▶ WHAT IS BEING ASKED
Repeat the records below line by line, exactly, finishing on the line that contains "fn from(err: tokio::time::error::Elapsed)".

"""

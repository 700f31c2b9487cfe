use crate::actors::traits::Sampling;
use crate::models::AskResponse;
use serde::Serialize;
use tokio::sync::oneshot;

/// Defines errors that can occur within the actor system.
#[derive(Debug, thiserror::Error, Serialize, Clone)]
pub enum ActorError {
    /// An error originating from the LLM actor.
    #[error("LLM request failed: {0}")]
    LlmError(String),
    /// An error originating from the RAG actor.
    #[error("RAG request failed: {0}")]
    RagError(String),
    /// A generic internal error within an actor.
    #[error("Internal system error: {0}")]
    Internal(String),
    /// An error indicating that an actor operation timed out.
    #[error("Operation timed out: {0}")]
    Timeout(String),
}

impl From<tokio::time::error::Elapsed> for ActorError {
    fn from(err: tokio::time::error::Elapsed) -> Self {
        ActorError::Timeout(format!("Actor operation timed out: {}", err))
    }
}

// Re-export AppError for convenience
pub use crate::error::AppError;

/// Messages that can be sent to the `LlmActor`.
#[derive(Debug)]
pub enum LlmMessage {
    /// A request to generate a complete text response.
    Complete {
        prompt: String,
        max_tokens: u32,
        sampling: Sampling,
        /// A channel to send the final `String` result back.
        responder: oneshot::Sender<Result<String, AppError>>,
    },
}

/// Messages that can be sent to the `RagActor`.
#[derive(Debug)]
pub enum RagMessage {
    /// A request to search the corpus.
    Search {
        query: String,
        /// The maximum number of documents to return.
        limit: usize,
        /// A channel to send the matching documents back.
        responder: oneshot::Sender<Result<Vec<String>, AppError>>,
    },
}

/// Messages that can be sent to the `SupervisorActor`.
#[derive(Debug)]
pub enum SupervisorMessage {
    /// A free-text question from the user.
    Ask {
        question: String,
        /// A channel to send the formatted answer back.
        responder: oneshot::Sender<Result<AskResponse, AppError>>,
    },
    /// Drops the conversation history.
    ResetHistory {
        responder: oneshot::Sender<()>,
    },
    /// A command to shut down the supervisor.
    Shutdown,
}
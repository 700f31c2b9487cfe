//! Test Module
//!
//! Cross-module test suite for the VitalChat backend.
//!
//! ## Test Categories
//! - `fixtures`: seeded in-memory store and mock actors
//! - `brain_tests`: question analysis over realistic questions
//! - `database_tests`: readings store queries
//! - `integration_tests`: full question flows through the supervisor
//! - `server_tests`: HTTP routes

pub mod integration_tests;
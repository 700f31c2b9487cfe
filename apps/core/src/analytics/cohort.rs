//! Rule-based stability classification over aggregated vitals.
//!
//! A person is *stable* when every signal sits in its healthy band, and
//! *unstable* when at least two of the four warning signals fire. A person
//! can be neither.

use crate::analytics::stats::{flatten, mean, population_std};
use crate::brain::korean::join_with_topic;
use crate::models::Reading;
use serde::{Deserialize, Serialize};

const STABLE_MIN_HRV: f64 = 50.0;
const STABLE_MAX_STRESS: f64 = 55.0;
const STABLE_PPG_RANGE: (f64, f64) = (0.95, 1.05);
const STABLE_MAX_PPG_STD: f64 = 0.08;

const UNSTABLE_MAX_HRV: f64 = 40.0;
const UNSTABLE_MIN_STRESS: f64 = 80.0;
const UNSTABLE_PPG_RANGE: (f64, f64) = (0.85, 1.15);
const UNSTABLE_MIN_PPG_STD: f64 = 0.10;
const UNSTABLE_MIN_SIGNALS: usize = 2;

/// Aggregates for one person over one window.
#[derive(Debug, Clone, Copy, PartialEq, Serialize, Deserialize)]
pub struct VitalStats {
    pub days: usize,
    pub hrv_mean: f64,
    pub stress_mean: f64,
    /// Mean of all PPG samples in the window; `None` when no sample parsed.
    pub ppg_mean: Option<f64>,
    pub ppg_std: f64,
}

impl VitalStats {
    /// `None` when there are no readings.
    pub fn from_readings(readings: &[Reading]) -> Option<Self> {
        let hrv: Vec<f64> = readings.iter().map(|r| r.hrv).collect();
        let stress: Vec<f64> = readings.iter().map(|r| r.stress).collect();
        let ppg: Vec<Vec<f64>> = readings.iter().map(Reading::ppg_samples).collect();
        Self::from_series(&hrv, &stress, &ppg)
    }

    pub fn from_series(hrv: &[f64], stress: &[f64], ppg: &[Vec<f64>]) -> Option<Self> {
        let hrv_mean = mean(hrv)?;
        let stress_mean = mean(stress)?;
        let samples = flatten(ppg);
        Some(Self {
            days: hrv.len(),
            hrv_mean,
            stress_mean,
            ppg_mean: mean(&samples),
            ppg_std: population_std(&samples),
        })
    }

    pub fn is_stable(&self) -> bool {
        let ppg_in_band = self
            .ppg_mean
            .is_some_and(|m| (STABLE_PPG_RANGE.0..=STABLE_PPG_RANGE.1).contains(&m));

        self.hrv_mean >= STABLE_MIN_HRV
            && self.stress_mean <= STABLE_MAX_STRESS
            && ppg_in_band
            && self.ppg_std <= STABLE_MAX_PPG_STD
    }

    /// Number of warning signals that fire.
    pub fn unstable_signals(&self) -> usize {
        let ppg_out_of_band = self
            .ppg_mean
            .is_some_and(|m| !(UNSTABLE_PPG_RANGE.0..=UNSTABLE_PPG_RANGE.1).contains(&m));

        [
            self.hrv_mean <= UNSTABLE_MAX_HRV,
            self.stress_mean >= UNSTABLE_MIN_STRESS,
            ppg_out_of_band,
            self.ppg_std >= UNSTABLE_MIN_PPG_STD,
        ]
        .iter()
        .filter(|fired| **fired)
        .count()
    }

    pub fn is_unstable(&self) -> bool {
        self.unstable_signals() >= UNSTABLE_MIN_SIGNALS
    }
}

/// Which side of the classification a question asks for.
#[derive(Debug, Clone, Copy, PartialEq, Eq, Serialize, Deserialize)]
#[serde(rename_all = "lowercase")]
pub enum StabilityQuery {
    Stable,
    Unstable,
}

impl StabilityQuery {
    /// "불안정" contains "안정", so the unstable keyword is checked first.
    pub fn from_question(text: &str) -> Option<Self> {
        if text.contains("불안정") {
            Some(StabilityQuery::Unstable)
        } else if text.contains("안정") {
            Some(StabilityQuery::Stable)
        } else {
            None
        }
    }

    pub fn label_ko(&self) -> &'static str {
        match self {
            StabilityQuery::Stable => "안정적인",
            StabilityQuery::Unstable => "불안정한",
        }
    }

    pub fn accepts(&self, stats: &VitalStats) -> bool {
        match self {
            StabilityQuery::Stable => stats.is_stable(),
            StabilityQuery::Unstable => stats.is_unstable(),
        }
    }
}

/// A person together with their readings in the window.
#[derive(Debug, Clone)]
pub struct PersonWindow {
    pub name: String,
    pub readings: Vec<Reading>,
}

/// Names (in input order) matching the query. People without readings are skipped.
pub fn classify_cohort(people: &[PersonWindow], query: StabilityQuery) -> Vec<String> {
    people
        .iter()
        .filter_map(|person| {
            VitalStats::from_readings(&person.readings).map(|stats| (person, stats))
        })
        .filter(|(_, stats)| query.accepts(stats))
        .map(|(person, _)| person.name.clone())
        .collect()
}

/// "[최근 7일 기준] 김민지, 이지훈은 불안정한 상태입니다."
pub fn render_cohort(names: &[String], query: StabilityQuery, window_label: &str) -> String {
    if names.is_empty() {
        return format!(
            "{} 기준 {} 상태로 분류된 사람이 없습니다.",
            window_label,
            query.label_ko()
        );
    }
    format!(
        "{} 기준 {} {} 상태입니다.",
        window_label,
        join_with_topic(names),
        query.label_ko()
    )
}

#[cfg(test)]
mod tests {
    use super::*;
    use chrono::NaiveDate;

    fn reading(name: &str, day: u32, hrv: f64, stress: f64, ppg: &str) -> Reading {
        Reading {
            id: i64::from(day),
            name: name.to_string(),
            date: NaiveDate::from_ymd_opt(2025, 4, day).unwrap(),
            ppg_json: ppg.to_string(),
            hrv,
            stress,
        }
    }

    #[test]
    fn test_stable_example() {
        let stats = VitalStats::from_series(
            &[55.0, 58.0],
            &[20.0, 25.0],
            &[vec![0.97, 0.99], vec![1.00, 1.01]],
        )
        .unwrap();
        assert!((stats.hrv_mean - 56.5).abs() < 1e-9);
        assert!((stats.stress_mean - 22.5).abs() < 1e-9);
        assert!((stats.ppg_mean.unwrap() - 0.9925).abs() < 1e-9);
        assert!(stats.ppg_std < 0.02);
        assert!(stats.is_stable());
        assert!(!stats.is_unstable());
    }

    #[test]
    fn test_unstable_example() {
        let stats = VitalStats::from_series(
            &[35.0, 38.0],
            &[85.0, 90.0],
            &[vec![0.6, 0.7], vec![0.65, 0.75]],
        )
        .unwrap();
        assert!(stats.unstable_signals() >= 2);
        assert!(stats.is_unstable());
        assert!(!stats.is_stable());
    }

    #[test]
    fn test_single_signal_is_not_unstable() {
        let stats =
            VitalStats::from_series(&[35.0], &[50.0], &[vec![1.0, 1.0]]).unwrap();
        assert_eq!(stats.unstable_signals(), 1);
        assert!(!stats.is_unstable());
        assert!(!stats.is_stable());
    }

    fn calm() -> VitalStats {
        VitalStats {
            days: 1,
            hrv_mean: 60.0,
            stress_mean: 20.0,
            ppg_mean: Some(1.0),
            ppg_std: 0.0,
        }
    }

    #[test]
    fn test_stable_thresholds_are_inclusive() {
        let cases = [
            (VitalStats { hrv_mean: 50.0, ..calm() }, true),
            (VitalStats { hrv_mean: 49.99, ..calm() }, false),
            (VitalStats { stress_mean: 55.0, ..calm() }, true),
            (VitalStats { stress_mean: 55.01, ..calm() }, false),
            (VitalStats { ppg_mean: Some(0.95), ..calm() }, true),
            (VitalStats { ppg_mean: Some(0.949), ..calm() }, false),
            (VitalStats { ppg_mean: Some(1.05), ..calm() }, true),
            (VitalStats { ppg_mean: Some(1.051), ..calm() }, false),
            (VitalStats { ppg_std: 0.08, ..calm() }, true),
            (VitalStats { ppg_std: 0.081, ..calm() }, false),
        ];

        for (stats, expected) in cases {
            assert_eq!(stats.is_stable(), expected, "{:?}", stats);
        }
    }

    #[test]
    fn test_unstable_signal_thresholds_are_inclusive() {
        let cases = [
            (VitalStats { hrv_mean: 40.0, ..calm() }, 1),
            (VitalStats { hrv_mean: 40.01, ..calm() }, 0),
            (VitalStats { stress_mean: 80.0, ..calm() }, 1),
            (VitalStats { stress_mean: 79.99, ..calm() }, 0),
            (VitalStats { ppg_mean: Some(0.85), ..calm() }, 0),
            (VitalStats { ppg_mean: Some(0.849), ..calm() }, 1),
            (VitalStats { ppg_mean: Some(1.15), ..calm() }, 0),
            (VitalStats { ppg_mean: Some(1.151), ..calm() }, 1),
            (VitalStats { ppg_std: 0.10, ..calm() }, 1),
            (VitalStats { ppg_std: 0.099, ..calm() }, 0),
        ];

        for (stats, expected) in cases {
            assert_eq!(stats.unstable_signals(), expected, "{:?}", stats);
        }
    }

    #[test]
    fn test_empty_window_yields_no_stats() {
        assert!(VitalStats::from_readings(&[]).is_none());
    }

    #[test]
    fn test_unparseable_ppg_blocks_stable() {
        let stats = VitalStats::from_readings(&[reading("a", 1, 60.0, 20.0, "garbage")]).unwrap();
        assert_eq!(stats.ppg_mean, None);
        assert!(!stats.is_stable());
    }

    #[test]
    fn test_unstable_keyword_wins() {
        assert_eq!(
            StabilityQuery::from_question("안정적인 사람 말고 불안정한 사람"),
            Some(StabilityQuery::Unstable)
        );
        assert_eq!(
            StabilityQuery::from_question("안정적인 사람"),
            Some(StabilityQuery::Stable)
        );
        assert_eq!(StabilityQuery::from_question("stress 높은 사람"), None);
    }

    #[test]
    fn test_classify_cohort_skips_empty_people() {
        let people = vec![
            PersonWindow {
                name: "김민지".to_string(),
                readings: vec![
                    reading("김민지", 1, 33.0, 90.0, "[0.91, 0.88, 1.02]"),
                    reading("김민지", 2, 30.0, 91.0, "[0.95, 0.89, 1.01]"),
                ],
            },
            PersonWindow {
                name: "박서준".to_string(),
                readings: vec![],
            },
            PersonWindow {
                name: "이지훈".to_string(),
                readings: vec![reading("이지훈", 1, 55.0, 32.0, "[0.99, 1.0, 1.01]")],
            },
        ];

        assert_eq!(classify_cohort(&people, StabilityQuery::Unstable), vec!["김민지"]);
        assert_eq!(classify_cohort(&people, StabilityQuery::Stable), vec!["이지훈"]);
    }

    #[test]
    fn test_render_cohort() {
        let names = vec!["김민지".to_string(), "이지훈".to_string()];
        assert_eq!(
            render_cohort(&names, StabilityQuery::Unstable, "최근 7일"),
            "최근 7일 기준 김민지, 이지훈은 불안정한 상태입니다."
        );
        assert_eq!(
            render_cohort(&[], StabilityQuery::Stable, "전체 기간"),
            "전체 기간 기준 안정적인 상태로 분류된 사람이 없습니다."
        );
    }
}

"""

▶ REPLY TO THE TASK
repository 700f31c2b9487cfe
use crate::actors::traits::Sampling;
use crate::models::AskResponse;
use serde::Serialize;
use tokio::sync::oneshot;

/// Defines errors that can occur within the actor system.
#[derive(Debug, thiserror::Error, Serialize, Clone)]
pub enum ActorError {
    /// An error originating from the LLM actor.
    #[error("LLM request failed: {0}")]
    LlmError(String),
    /// An error originating from the RAG actor.
    #[error("RAG request failed: {0}")]
    RagError(String),
    /// A generic internal error within an actor.
    #[error("Internal system error: {0}")]
    Internal(String),
    /// An error indicating that an actor operation timed out.
    #[error("Operation timed out: {0}")]
    Timeout(String),
}

impl From<tokio::time::error::Elapsed> for ActorError {
    fn from(err: tokio::time::error::Elapsed) -> Self {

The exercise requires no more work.